REQUIREMENT: Output only the span of lines that begins at the line containing "pub fn ema(values: &[f64], span: usize)" and ends at the last line of the data, both included, exactly as they appear.

TASK INPUT:

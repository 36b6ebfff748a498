//! Simple and exponential moving averages.

/// Simple moving average over a trailing window. `NaN` until `period` values
/// are available.
pub fn sma(values: &[f64], period: usize) -> Vec<f64> {
    let n = values.len();
    let mut out = vec![f64::NAN; n];
    if period == 0 || n < period {
        return out;
    }

    for i in (period - 1)..n {
        let window = &values[i + 1 - period..=i];
        out[i] = window.iter().sum::<f64>() / period as f64;
    }
    out
}

/// Exponential moving average with alpha = 2/(span+1), seeded from the first
/// value and without bias adjustment.
pub fn ema(values: &[f64], span: usize) -> Vec<f64> {
    let alpha = 2.0 / (span as f64 + 1.0);
    exponential_smooth(values, alpha)
}

/// Wilder smoothing: exponential with alpha = 1/period, seeded from the
/// first value.
pub fn wilder(values: &[f64], period: usize) -> Vec<f64> {
    let alpha = 1.0 / period.max(1) as f64;
    exponential_smooth(values, alpha)
}

fn exponential_smooth(values: &[f64], alpha: f64) -> Vec<f64> {
    let mut out = Vec::with_capacity(values.len());
    let mut prev: Option<f64> = None;

    for &v in values {
        let next = match prev {
            Some(p) => alpha * v + (1.0 - alpha) * p,
            None => v,
        };
        out.push(next);
        prev = Some(next);
    }
    out
}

COMPLETED TASK:
pub fn ema(values: &[f64], span: usize) -> Vec<f64> {
    let alpha = 2.0 / (span as f64 + 1.0);
    exponential_smooth(values, alpha)
}

/// Wilder smoothing: exponential with alpha = 1/period, seeded from the
/// first value.
pub fn wilder(values: &[f64], period: usize) -> Vec<f64> {
    let alpha = 1.0 / period.max(1) as f64;
    exponential_smooth(values, alpha)
}

fn exponential_smooth(values: &[f64], alpha: f64) -> Vec<f64> {
    let mut out = Vec::with_capacity(values.len());
    let mut prev: Option<f64> = None;

    for &v in values {
        let next = match prev {
            Some(p) => alpha * v + (1.0 - alpha) * p,
            None => v,
        };
        out.push(next);
        prev = Some(next);
    }
    out
}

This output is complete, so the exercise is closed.